Civil Democratic Islam covers three topics: rival Muslim approaches to Islam; which approach contributes most to a moderate version of Islam; and policy recommendations for Western governments.
Like other analysts, Benard finds that in relation to their religion, Muslims divide into four groups:
Fundamentalists, who in turn split into two. Radicals (like the Taliban) are ready to resort to violence in an attempt to create a totalitarian order. Scripturalists (like the Saudi monarchy) are more rooted in a religious establishment and less prone to rely on violence.
Traditionalists, who also split into two. Conservatives (like Grand Ayatollah Ali Sistani in Iraq) seek to preserve orthodox norms and old-fashioned behavior as best they can. Reformists (like the Kuwaiti rulers) have the same traditional goals but are more flexible in details and more innovative in achieving them.
Modernists (like Muammar Qaddafi of Libya) assume that Islam is compatible with modernity and then work backwards to prove this point.
Secularists again split into two. The mainstream (like Atatürkists in Turkey) respects religion as a private affair but permits it no role in the public arena. Radicals (like communists) see religion as bogus and reject it entirely.
The author brings these viewpoints to life in a smart, convincing presentation, showing their differences on everything from establishing the pure Islamic state to husbands having rights to beat their wives. She rightly dwells on values and lifestyles, finding dissimulation about polygamy far less commonplace than about the use of violence.
Which of these groups is most suitable to ally with? Modernists, says Benard, are most congenial to the values and the spirit of modern democratic society. Fundamentalists are the enemy, for they oppose us and we oppose them. Traditionalists have potentially useful democratic elements but generally share too much with the fundamentalists to be relied upon. Secularists are too often hostile to the West to fix Islam.
Benard then proposes a strategy for religion-building with several prongs:
Delegitimize the immorality and hypocrisy of fundamentalists. Encourage investigative reporting into the corruption of their leaders. Criticize the flaws of traditionalism, especially its promoting backwardness.

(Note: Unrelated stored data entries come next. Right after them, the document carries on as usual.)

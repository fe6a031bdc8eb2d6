//! 会话监管：每个会话一个取消令牌，并保证同一会话同一时刻只有一个运行
//!
//! 引擎在运行开始时 acquire，得到的 SessionGuard 在 drop 时释放登记。

use std::collections::HashMap;
use std::sync::{Arc, Mutex};

use tokio_util::sync::CancellationToken;

use crate::core::HiveError;

/// 活跃会话表：session_id -> 取消令牌
#[derive(Debug, Default)]
pub struct SessionSupervisor {
    active: Arc<Mutex<HashMap<String, CancellationToken>>>,
}

impl SessionSupervisor {
    pub fn new() -> Self {
        Self::default()
    }

    /// 登记一个运行；同一会话已在运行时返回 SessionBusy
    pub fn acquire(&self, session_id: &str) -> Result<SessionGuard, HiveError> {
        let mut active = self.active.lock().unwrap_or_else(|e| e.into_inner());
        if active.contains_key(session_id) {
            return Err(HiveError::SessionBusy(session_id.to_string()));
        }
        let token = CancellationToken::new();
        active.insert(session_id.to_string(), token.clone());
        Ok(SessionGuard {
            session_id: session_id.to_string(),
            token,
            active: self.active.clone(),
        })
    }

    /// 取消指定会话的当前运行；会话不在运行时返回 false
    pub fn cancel(&self, session_id: &str) -> bool {
        let active = self.active.lock().unwrap_or_else(|e| e.into_inner());
        match active.get(session_id) {
            Some(token) => {
                token.cancel();
                true
            }
            None => false,
        }
    }

    pub fn is_running(&self, session_id: &str) -> bool {
        self.active
            .lock()
            .unwrap_or_else(|e| e.into_inner())
            .contains_key(session_id)
    }
}

/// 运行期间持有；drop 时从活跃表中移除
#[derive(Debug)]
pub struct SessionGuard {
    session_id: String,
    token: CancellationToken,
    active: Arc<Mutex<HashMap<String, CancellationToken>>>,
}

impl SessionGuard {
    pub fn cancel_token(&self) -> CancellationToken {
        self.token.clone()
    }
}

impl Drop for SessionGuard {
    fn drop(&mut self) {
        self.active
            .lock()
            .unwrap_or_else(|e| e.into_inner())
            .remove(&self.session_id);
    }
}
//! 错误类型与恢复动作
//!
//! 与 RecoveryEngine 配合：根据 HiveError 决定 RetryWithPrompt / Narrate / Halt。

use thiserror::Error;

use crate::llm::LlmError;

/// 编排过程中可能出现的错误（路由、工具、传输、会话存储等）
#[derive(Error, Debug)]
pub enum HiveError {
    /// Supervisor 的推理调用失败或超时，本次运行终止
    #[error("Router unavailable: {0}")]
    RouterUnavailable(String),

    #[error("JSON parse error: {0}")]
    JsonParseError(String),

    #[error("Tool execution failed: {0}")]
    ToolExecutionFailed(String),

    #[error("Tool timeout: {0}")]
    ToolTimeout(String),

    /// Worker 请求了不属于自己类别的工具
    #[error("Unknown tool: {0}")]
    UnknownTool(String),

    /// 与外部工具进程之间的传输失败（进程退出、管道断开、响应无法解析）
    #[error("Provider unreachable: {0}")]
    ProviderUnreachable(String),

    #[error("LLM error: {0}")]
    LlmError(#[from] LlmError),

    #[error("Session busy: {0}")]
    SessionBusy(String),

    #[error("Cancelled")]
    Cancelled,

    #[error("Session store error: {0}")]
    Store(String),

    #[error("Config error: {0}")]
    ConfigError(String),
}

/// 恢复引擎根据错误类型给出的建议动作
#[derive(Debug, Clone, PartialEq)]
pub enum RecoveryAction {
    /// 将提示注入下一轮，让 LLM 在同一次激活内重试（如 JSON 格式错误）
    RetryWithPrompt(String),
    /// 把失败写进 Worker 的叙述，继续运行
    Narrate(String),
    /// 终止当前运行
    Halt,
}
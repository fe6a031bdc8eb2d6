//! 核心编排层：错误与恢复、会话状态、会话监管与存储、编排引擎及其构建

pub mod builder;
pub mod engine;
pub mod error;
pub mod recovery;
pub mod session_store;
pub mod session_supervisor;
pub mod state;

pub use builder::{build_engine, EngineBuilder};
pub use engine::{OrchestrationEngine, DEFAULT_STEP_BUDGET, SUPERVISOR_AUTHOR};
pub use error::{HiveError, RecoveryAction};
pub use recovery::RecoveryEngine;
pub use session_store::{FileSessionStore, MemorySessionStore, SessionStore};
pub use session_supervisor::{SessionGuard, SessionSupervisor};
pub use state::{
    Category, EnginePhase, HaltReason, RoutingDecision, RunOutcome, SessionState, StepRecord,
};
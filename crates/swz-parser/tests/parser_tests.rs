use swz_common::diagnostics::diagnostic_codes as codes;
use swz_parser::ast::*;
use swz_parser::{ParserState, parse};

fn parse_ok(source: &str) -> Program {
    let (program, diagnostics) = parse(source, "test.sw");
    assert!(
        diagnostics.is_empty(),
        "unexpected diagnostics for {source:?}: {diagnostics:?}"
    );
    program
}

fn first_decl(program: &Program) -> &Decl {
    match &program.statements[0] {
        Stmt::Decl(d) => d,
        other => panic!("expected declaration, got {other:?}"),
    }
}

fn first_expr(program: &Program) -> &Expr {
    match &program.statements[0] {
        Stmt::Expr(e) => e,
        other => panic!("expected expression statement, got {other:?}"),
    }
}

#[test]
fn import_parses_to_default_kind() {
    let program = parse_ok("import Foundation");
    match first_decl(&program) {
        Decl::Import(i) => {
            assert_eq!(i.path, "Foundation");
            assert_eq!(i.kind, ImportKind::Default);
        }
        other => panic!("expected import, got {other:?}"),
    }
}

#[test]
fn import_with_submodule_and_kind() {
    let program = parse_ok("import class Foundation.NSFileManager");
    match first_decl(&program) {
        Decl::Import(i) => {
            assert_eq!(i.path, "Foundation.NSFileManager");
            assert_eq!(i.kind, ImportKind::Class);
        }
        other => panic!("expected import, got {other:?}"),
    }
}

#[test]
fn let_with_array_type_and_literal() {
    let program = parse_ok("let a : Int[] = [1, 2, 3]");
    let Decl::Bindings(group) = first_decl(&program) else {
        panic!("expected bindings group");
    };
    assert!(group.constant);
    assert_eq!(group.bindings.len(), 1);
    let binding = &group.bindings[0];

    let Pattern::Typed(typed) = &binding.pattern else {
        panic!("expected typed pattern");
    };
    let Pattern::Identifier(name) = typed.pattern.as_ref() else {
        panic!("expected identifier pattern");
    };
    assert_eq!(name.name, "a");
    let TypeRepr::Array(arr) = &typed.ty else {
        panic!("expected array type");
    };
    let TypeRepr::Named(inner) = arr.element.as_ref() else {
        panic!("expected named element type");
    };
    assert_eq!(inner.name, "Int");

    let Some(Expr::ArrayLiteral(lit)) = &binding.initializer else {
        panic!("expected array literal initializer");
    };
    let values: Vec<i64> = lit
        .elements
        .iter()
        .map(|e| match e {
            Expr::IntegerLiteral(n) => n.value,
            other => panic!("expected integer literal, got {other:?}"),
        })
        .collect();
    assert_eq!(values, vec![1, 2, 3]);
}

#[test]
fn multiple_bindings_share_one_group() {
    let program = parse_ok("let a = [k1 : 1, k2 : 2], b : Int = 2");
    let Decl::Bindings(group) = first_decl(&program) else {
        panic!("expected bindings group");
    };
    assert_eq!(group.bindings.len(), 2);
    assert!(matches!(
        group.bindings[0].initializer,
        Some(Expr::DictionaryLiteral(_))
    ));
}

#[test]
fn default_precedence_binds_multiplication_tighter() {
    let program = parse_ok("a + b * c");
    let Expr::Binary(top) = first_expr(&program) else {
        panic!("expected binary expression");
    };
    assert_eq!(top.operator, "+");
    let Expr::Binary(rhs) = top.rhs.as_ref() else {
        panic!("expected nested binary rhs");
    };
    assert_eq!(rhs.operator, "*");
}

#[test]
fn declared_operator_is_usable_afterwards() {
    let source = "operator infix +- { associativity left precedence 140 }\nlet x = 1 +- 2";
    let program = parse_ok(source);
    let Stmt::Decl(decl) = &program.statements[1] else {
        panic!("expected declaration");
    };
    let Decl::Bindings(group) = decl.as_ref() else {
        panic!("expected bindings");
    };
    let Some(Expr::Binary(bin)) = &group.bindings[0].initializer else {
        panic!("expected binary initializer");
    };
    assert_eq!(bin.operator, "+-");
}

#[test]
fn operator_used_before_declaration_is_unresolved() {
    let source = "let x = 1 +- 2\noperator infix +- { associativity left precedence 140 }";
    let (_, diagnostics) = parse(source, "test.sw");
    assert!(
        diagnostics
            .iter()
            .any(|d| d.code == codes::E_USE_OF_UNRESOLVED_OPERATOR_1),
        "expected unresolved operator diagnostic, got {diagnostics:?}"
    );
}

#[test]
fn operator_redeclaration_is_diagnosed() {
    let source = "operator infix ** { associativity right precedence 160 }\n\
                  operator infix ** { associativity right precedence 160 }";
    let (_, diagnostics) = parse(source, "test.sw");
    assert!(
        diagnostics
            .iter()
            .any(|d| d.code == codes::E_OPERATOR_REDECLARED_1)
    );
}

#[test]
fn user_operator_with_right_associativity_nests_rightward() {
    let source = "operator infix ** { associativity right precedence 160 }\na ** b ** c";
    let program = parse_ok(source);
    let Stmt::Expr(Expr::Binary(top)) = &program.statements[1] else {
        panic!("expected binary expression");
    };
    assert_eq!(top.operator, "**");
    assert!(matches!(top.lhs.as_ref(), Expr::Identifier(_)));
    let Expr::Binary(rhs) = top.rhs.as_ref() else {
        panic!("expected right-nested rhs");
    };
    assert_eq!(rhs.operator, "**");
}

#[test]
fn non_associative_operators_cannot_chain() {
    let (_, diagnostics) = parse("a == b == c", "test.sw");
    assert!(
        diagnostics
            .iter()
            .any(|d| d.code == codes::E_NON_ASSOCIATIVE_OPERATORS_1)
    );
}

#[test]
fn ternary_parses_at_assignment_precedence() {
    let program = parse_ok("a ? b + 1 : c");
    let Expr::Conditional(cond) = first_expr(&program) else {
        panic!("expected conditional, got {:?}", first_expr(&program));
    };
    assert!(matches!(cond.then_expr.as_ref(), Expr::Binary(_)));
}

#[test]
fn is_and_as_take_type_operands() {
    let program = parse_ok("x is Int");
    assert!(matches!(first_expr(&program), Expr::TypeCheck(_)));

    let program = parse_ok("x as? String");
    let Expr::TypeCast(cast) = first_expr(&program) else {
        panic!("expected cast");
    };
    assert!(cast.optional);
}

#[test]
fn optional_chaining_and_forced_unwrap_are_postfix() {
    let program = parse_ok("x?.y");
    let Expr::MemberAccess(ma) = first_expr(&program) else {
        panic!("expected member access, got {:?}", first_expr(&program));
    };
    assert!(matches!(
        ma.object.as_deref(),
        Some(Expr::OptionalChaining(_))
    ));

    let program = parse_ok("x!");
    assert!(matches!(first_expr(&program), Expr::ForcedUnwrap(_)));
}

#[test]
fn nested_generic_arguments_split_merged_angle_tokens() {
    let program = parse_ok("let a : Array<Array<Int>> = []");
    let Decl::Bindings(group) = first_decl(&program) else {
        panic!("expected bindings");
    };
    let Pattern::Typed(typed) = &group.bindings[0].pattern else {
        panic!("expected typed pattern");
    };
    let TypeRepr::Named(named) = &typed.ty else {
        panic!("expected named type");
    };
    assert_eq!(named.name, "Array");
    assert_eq!(named.generic_args.len(), 1);
    let TypeRepr::Named(inner) = &named.generic_args[0] else {
        panic!("expected nested named type");
    };
    assert_eq!(inner.name, "Array");
}

#[test]
fn string_interpolation_parses_expressions() {
    let program = parse_ok(r#"let s = "v=\(1 + 2) end""#);
    let Decl::Bindings(group) = first_decl(&program) else {
        panic!("expected bindings");
    };
    let Some(Expr::StringInterpolation(interp)) = &group.bindings[0].initializer else {
        panic!("expected interpolation");
    };
    assert_eq!(interp.fragments.len(), 2);
    assert_eq!(interp.exprs.len(), 1);
    assert!(matches!(interp.exprs[0], Expr::Binary(_)));
}

#[test]
fn switch_cases_support_patterns_and_guards() {
    let source = "switch x {\ncase .Some(let v) where v > 0:\n    f(v)\ndefault:\n    g()\n}";
    let program = parse_ok(source);
    let Stmt::Switch(sw) = &program.statements[0] else {
        panic!("expected switch");
    };
    assert_eq!(sw.cases.len(), 2);
    assert!(sw.cases[1].is_default);
    let item = &sw.cases[0].items[0];
    assert!(item.guard.is_some());
    assert!(matches!(item.pattern, Pattern::EnumCase(_)));
}

#[test]
fn tuple_pattern_with_declared_type_parses() {
    let program = parse_ok("let (a, b) : Int = (1, 2)");
    let Decl::Bindings(group) = first_decl(&program) else {
        panic!("expected bindings");
    };
    let Pattern::Typed(typed) = &group.bindings[0].pattern else {
        panic!("expected typed pattern");
    };
    assert!(matches!(typed.pattern.as_ref(), Pattern::Tuple(_)));
}

#[test]
fn protocol_and_class_declarations_parse() {
    let source = "protocol P { func f() }\nclass C : P { func f() {} }";
    let program = parse_ok(source);
    assert!(matches!(first_decl(&program), Decl::Protocol(_)));
    let Stmt::Decl(second) = &program.statements[1] else {
        panic!("expected class");
    };
    let Decl::Class(class) = second.as_ref() else {
        panic!("expected class decl");
    };
    assert_eq!(class.info.inherited.len(), 1);
    assert_eq!(class.info.body.len(), 1);
}

#[test]
fn syntax_error_recovers_at_statement_boundary() {
    let source = "let = 3\nlet ok = 1";
    let (program, diagnostics) = parse(source, "test.sw");
    assert!(!diagnostics.is_empty());
    // The second statement still parses.
    assert!(program.statements.iter().any(|s| match s {
        Stmt::Decl(d) => matches!(d.as_ref(), Decl::Bindings(g) if !g.bindings.is_empty()),
        _ => false,
    }));
}

#[test]
fn deep_nesting_hits_the_recursion_cap_gracefully() {
    let mut source = String::new();
    for _ in 0..400 {
        source.push('(');
    }
    source.push('1');
    for _ in 0..400 {
        source.push(')');
    }
    let (_, diagnostics) = parse(&source, "test.sw");
    assert!(
        diagnostics
            .iter()
            .any(|d| d.code == codes::E_NESTING_TOO_DEEP)
    );
}

#[test]
fn closures_with_signatures_and_implicit_parameters() {
    let program = parse_ok("let f = { (a : Int, b : Int) -> Int in\n    return a + b\n}");
    let Decl::Bindings(group) = first_decl(&program) else {
        panic!("expected bindings");
    };
    let Some(Expr::Closure(closure)) = &group.bindings[0].initializer else {
        panic!("expected closure");
    };
    assert_eq!(closure.parameters.len(), 2);
    assert!(closure.return_type.is_some());

    let program = parse_ok("map { $0 + 1 }");
    // Trailing closure attaches only to calls; a bare closure argument uses
    // parentheses.
    assert!(matches!(
        first_expr(&program),
        Expr::Identifier(_) | Expr::FunctionCall(_)
    ));
}

#[test]
fn operator_registry_is_exposed_after_parsing() {
    let mut parser = ParserState::new(
        "test.sw",
        "operator infix <*> { associativity left precedence 120 }",
    );
    let _ = parser.parse_source_file();
    let info = parser.operator_registry().lookup_infix("<*>").unwrap();
    assert_eq!(info.precedence, 120);
}
//! Print/parse round-trips: for every accepted input, serializing the AST
//! and re-parsing yields a structurally identical tree, and printing is
//! idempotent under a second application.

use swz_parser::parse;
use swz_parser::printer::print_program;

fn assert_roundtrip(source: &str) {
    let (first, diagnostics) = parse(source, "test.sw");
    assert!(
        diagnostics.is_empty(),
        "seed input did not parse cleanly: {source:?}: {diagnostics:?}"
    );
    let printed = print_program(&first);
    let (second, diagnostics) = parse(&printed, "test.sw");
    assert!(
        diagnostics.is_empty(),
        "printed form did not parse cleanly:\n{printed}\n{diagnostics:?}"
    );
    let reprinted = print_program(&second);
    assert_eq!(
        printed, reprinted,
        "printing is not idempotent for {source:?}"
    );
}

#[test]
fn expressions_round_trip() {
    assert_roundtrip("a + b * c");
    assert_roundtrip("a ? b : c");
    assert_roundtrip("x?.y!.z");
    assert_roundtrip("-x + !y");
    assert_roundtrip("f(1, label: 2)[3].member");
    assert_roundtrip("(a, b).0");
    assert_roundtrip("[1, 2, 3]");
    assert_roundtrip("[\"k\" : 1]");
    assert_roundtrip("x is Int");
    assert_roundtrip("x as? String");
    assert_roundtrip("\"a\\(1 + 2)b\"");
}

#[test]
fn declarations_round_trip() {
    assert_roundtrip("import Foundation");
    assert_roundtrip("import class Foundation.NSFileManager");
    assert_roundtrip("let a : Int[] = [1, 2, 3]");
    assert_roundtrip("var x = 1, y : Double = 2.5");
    assert_roundtrip("typealias Pair = (Int, Int)");
    assert_roundtrip("func add(a : Int, b : Int) -> Int {\n    return a + b\n}");
    assert_roundtrip("func greet(name s : String) {\n    f(s)\n}");
    assert_roundtrip("struct Point {\n    var x : Int = 0\n    var y : Int = 0\n}");
    assert_roundtrip("class Shape : Drawable {\n    func draw() {\n    }\n}");
    assert_roundtrip("protocol P {\n    func f() -> Int\n}");
    assert_roundtrip("enum Direction {\n    case North\n    case South\n}");
    assert_roundtrip("extension Int : P {\n    func f() -> Int {\n        return self\n    }\n}");
    assert_roundtrip("operator infix ** { associativity right precedence 160 }");
}

#[test]
fn statements_round_trip() {
    assert_roundtrip("if a {\n    f()\n} else if b {\n    g()\n} else {\n    h()\n}");
    assert_roundtrip("while x < 10 {\n    x = x + 1\n}");
    assert_roundtrip("repeat {\n    f()\n} while x");
    assert_roundtrip("for x in items {\n    f(x)\n}");
    assert_roundtrip("outer: while a {\n    break outer\n}");
    assert_roundtrip("switch v {\ncase .Some(let x):\n    f(x)\ndefault:\n    g()\n}");
    assert_roundtrip("return");
}

#[test]
fn generic_types_round_trip() {
    assert_roundtrip("let a : Array<Array<Int>> = []");
    assert_roundtrip("let d : [String : Int] = [:]");
    assert_roundtrip("let f : (Int, Int) -> Int = add");
    assert_roundtrip("let o : Int?? = nil");
    assert_roundtrip("func first<T : Comparable>(items : Array<T>) -> T? {\n    return nil\n}");
    assert_roundtrip("let p : protocol<P, Q>");
}
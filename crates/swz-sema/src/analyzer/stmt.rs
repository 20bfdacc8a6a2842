//! Statement analysis: control flow, branch-sensitive initialization
//! tracking, and the dispatch into declarations and expressions.

use super::SemanticAnalyzer;
use swz_parser::ast::*;

impl SemanticAnalyzer<'_> {
    pub(crate) fn visit_stmt(&mut self, stmt: &Stmt) {
        if !self.enter_nesting(stmt.span()) {
            self.leave_nesting();
            return;
        }
        match stmt {
            Stmt::Decl(d) => self.visit_decl(d),
            Stmt::Expr(e) => {
                self.transform_expression(None, e);
            }
            Stmt::If(s) => self.visit_if(s),
            Stmt::While(s) => {
                self.transform_expression(None, &s.condition);
                // The body may never run; nothing it initializes survives.
                let initialized = self.run_branch(|a| {
                    a.with_scope(Some(s.id), |a| {
                        for st in &s.body.statements {
                            a.visit_stmt(st);
                        }
                    });
                });
                self.join_branches(vec![initialized], false);
            }
            Stmt::RepeatWhile(s) => {
                // The body runs at least once.
                self.with_scope(Some(s.id), |a| {
                    for st in &s.body.statements {
                        a.visit_stmt(st);
                    }
                });
                self.transform_expression(None, &s.condition);
            }
            Stmt::For(s) => {
                self.with_scope(Some(s.id), |a| {
                    if let Some(init) = &s.init {
                        a.visit_stmt(init);
                    }
                    if let Some(cond) = &s.condition {
                        a.transform_expression(None, cond);
                    }
                    if let Some(step) = &s.step {
                        a.transform_expression(None, step);
                    }
                    let initialized = a.run_branch(|a| {
                        for st in &s.body.statements {
                            a.visit_stmt(st);
                        }
                    });
                    a.join_branches(vec![initialized], false);
                });
            }
            Stmt::ForIn(s) => {
                let seq_ty = self.transform_expression(None, &s.sequence);
                // Element type of Array<T>; other sequences keep a
                // placeholder element.
                let element = if self.registry.types.specialization_base(seq_ty)
                    == Some(self.registry.builtins.array)
                {
                    self.registry
                        .types
                        .get(seq_ty)
                        .generic_args
                        .first()
                        .copied()
                        .unwrap_or_else(|| self.placeholder())
                } else {
                    self.placeholder()
                };
                self.with_scope(Some(s.id), |a| {
                    a.bind_pattern_symbols(&s.pattern, element, true);
                    for st in &s.body.statements {
                        a.visit_stmt(st);
                    }
                });
            }
            Stmt::Switch(s) => self.visit_switch(s),
            Stmt::Break(_) | Stmt::Continue(_) | Stmt::Fallthrough(_) => {}
            Stmt::Return(s) => {
                let expected = self.ctx.current_function.as_ref().map(|f| f.return_type);
                if let Some(value) = &s.value {
                    let ty = self.transform_expression(expected, value);
                    if let Some(expected) = expected {
                        if !self.registry.types.can_assign_to(ty, expected) {
                            let from = self.registry.types.display(ty);
                            let to = self.registry.types.display(expected);
                            self.error(
                                swz_common::diagnostics::diagnostic_codes::E_CANNOT_CONVERT_EXPRESSION_TYPE_2,
                                value.span(),
                                vec![from, to],
                            );
                        }
                    }
                }
            }
            Stmt::Labeled(s) => self.visit_stmt(&s.statement),
        }
        self.leave_nesting();
    }

    fn visit_if(&mut self, s: &IfStmt) {
        self.transform_expression(None, &s.condition);
        let mut branches = Vec::new();
        branches.push(self.run_branch(|a| {
            a.with_scope(Some(s.id), |a| {
                for st in &s.then_block.statements {
                    a.visit_stmt(st);
                }
            });
        }));
        let mut exhaustive = false;
        if let Some(else_branch) = &s.else_branch {
            exhaustive = true;
            match else_branch.as_ref() {
                ElseBranch::Else(block) => {
                    branches.push(self.run_branch(|a| {
                        a.with_scope(Some(block.id), |a| {
                            for st in &block.statements {
                                a.visit_stmt(st);
                            }
                        });
                    }));
                }
                ElseBranch::ElseIf(nested) => {
                    // A nested else-if is itself non-exhaustive unless it has
                    // an else; treat conservatively as one branch.
                    branches.push(self.run_branch(|a| a.visit_if(nested)));
                    exhaustive = false;
                }
            }
        }
        self.join_branches(branches, exhaustive);
    }

    fn visit_switch(&mut self, s: &SwitchStmt) {
        let subject_ty = self.transform_expression(None, &s.subject);
        let mut branches = Vec::new();
        let mut has_default = false;
        for case in &s.cases {
            has_default |= case.is_default;
            branches.push(self.run_branch(|a| {
                a.with_scope(Some(case.id), |a| {
                    for item in &case.items {
                        a.bind_pattern_symbols(&item.pattern, subject_ty, true);
                        if let Some(guard) = &item.guard {
                            a.transform_expression(None, guard);
                        }
                    }
                    for st in &case.statements {
                        a.visit_stmt(st);
                    }
                });
            }));
        }
        self.join_branches(branches, has_default);
    }

    /// Introduce symbols for the bindable names of a pattern, as `for-in`
    /// and `switch` cases do. Enum-case payload bindings take the payload
    /// element type when it is known.
    pub(crate) fn bind_pattern_symbols(&mut self, pattern: &Pattern, ty: crate::types::TypeId, initialized: bool) {
        use crate::symbol::{PlaceholderRole, Symbol, SymbolFlags};
        match pattern {
            Pattern::Identifier(p) => {
                let mut flags = SymbolFlags::READABLE;
                if initialized {
                    flags |= SymbolFlags::INITIALIZED;
                }
                self.registry.add_symbol(
                    p.name.clone(),
                    Symbol::Placeholder {
                        name: p.name.clone(),
                        ty,
                        role: PlaceholderRole::Constant,
                        flags,
                    },
                );
            }
            Pattern::Wildcard(_) => {}
            Pattern::Typed(p) => {
                let declared = self.lookup_type_repr(&p.ty, false);
                self.bind_pattern_symbols(&p.pattern, declared, initialized);
            }
            Pattern::Tuple(p) => {
                let resolved = self.registry.types.resolve_alias(ty);
                let elements = self.registry.types.get(resolved).element_types.clone();
                for (i, element) in p.elements.iter().enumerate() {
                    let element_ty = elements
                        .get(i)
                        .copied()
                        .unwrap_or_else(|| self.placeholder());
                    self.bind_pattern_symbols(element, element_ty, initialized);
                }
            }
            Pattern::ValueBinding(p) => {
                self.bind_pattern_symbols(&p.pattern, ty, initialized);
            }
            Pattern::EnumCase(p) => {
                if let Some(associated) = &p.associated {
                    let payload = self.enum_case_payload(ty, &p.name);
                    let payload_ty = payload.unwrap_or_else(|| self.placeholder());
                    // A single-element payload binds the element directly.
                    let resolved = self.registry.types.resolve_alias(payload_ty);
                    let data = self.registry.types.get(resolved);
                    let bind_ty = if data.element_types.len() == 1 {
                        data.element_types[0]
                    } else {
                        payload_ty
                    };
                    self.bind_pattern_symbols(associated, bind_ty, initialized);
                }
            }
            Pattern::Expr(p) => {
                self.transform_expression(Some(ty), &p.expr);
            }
        }
    }

    /// The payload tuple type of an enum case on `ty`, with specialization
    /// arguments substituted.
    pub(crate) fn enum_case_payload(
        &mut self,
        ty: crate::types::TypeId,
        case: &str,
    ) -> Option<crate::types::TypeId> {
        let resolved = self.registry.types.resolve_alias(ty);
        let base = self
            .registry
            .types
            .specialization_base(resolved)
            .unwrap_or(resolved);
        let payload = self.registry.types.get(base).enum_cases.get(case).copied()??;
        Some(self.substitute_generics(payload, base, resolved))
    }
}
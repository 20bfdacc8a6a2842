//! Semantic analysis for the swz compiler.
//!
//! This crate provides:
//! - `TypeArena` / `TypeId` - interned type representation
//! - `SymbolArena` / `Symbol` - the value namespace
//! - `ScopeArena` - nested scopes with value and type namespaces
//! - `SymbolRegistry::bootstrap()` - the built-in global scope
//! - `SemanticAnalyzer` - declaration resolution, type inference with
//!   contextual types, overload resolution, initialization tracking, and
//!   protocol conformance checking

pub mod analyzer;
pub mod registry;
pub mod scope;
pub mod symbol;
pub mod types;

pub use analyzer::{
    AnalysisResult, Annotations, ImplicitConversion, SemanticAnalyzer, TupleExtraction, analyze,
};
pub use registry::{BuiltinTypes, SymbolRegistry};
pub use scope::{ScopeArena, ScopeId};
pub use symbol::{MemberFilter, PlaceholderRole, Symbol, SymbolArena, SymbolFlags, SymbolId};
pub use types::{TypeArena, TypeCategory, TypeId};
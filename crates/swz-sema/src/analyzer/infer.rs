//! Type inference: bottom-up over expressions with a contextual type
//! threaded top-down, overload resolution by argument fit scoring, operators
//! resolved as calls, and the implicit-conversion transforms (optional
//! wrapping, `self.` expansion).

use super::{CurrentFunction, ImplicitConversion, SemanticAnalyzer, TracerKind};
use crate::symbol::{MemberFilter, PlaceholderRole, Symbol, SymbolFlags, SymbolId};
use crate::types::{FunctionInfo, Parameter, TypeCategory, TypeId};
use rustc_hash::FxHashMap;
use swz_common::diagnostics::diagnostic_codes as codes;
use swz_common::span::Span;
use swz_parser::ast::*;
use tracing::trace;

/// What overload scoring needs to know about one actual argument.
pub(crate) struct ArgInfo {
    pub label: Option<String>,
    pub ty: TypeId,
    pub is_int_literal: bool,
    pub span: Span,
}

Support the modernists first. Support secularists on a case-by-case basis. Back the traditionalists tactically against the fundamentalists. Consistently oppose the fundamentalists.
Assertively promote the values of Western democratic modernity. Encourage secular civic and cultural institutions. Focus on the next generation. Provide aid to states, groups, and individuals with the right attitudes.
I agree with Benards general approach, doubting only her enthusiasm for Muslim modernists, a group that through two centuries of effort has failed to help reconcile Islam with current realities. H.A.R. Gibb, the great orientalist, condemned modernist thinking in 1947 as mired in intellectual confusions and paralyzing romanticism. Writing in 1983, I dismissed modernism as a tired movement, locked in place by the unsoundness of its premises and arguments. Nothing has changed for the better since then.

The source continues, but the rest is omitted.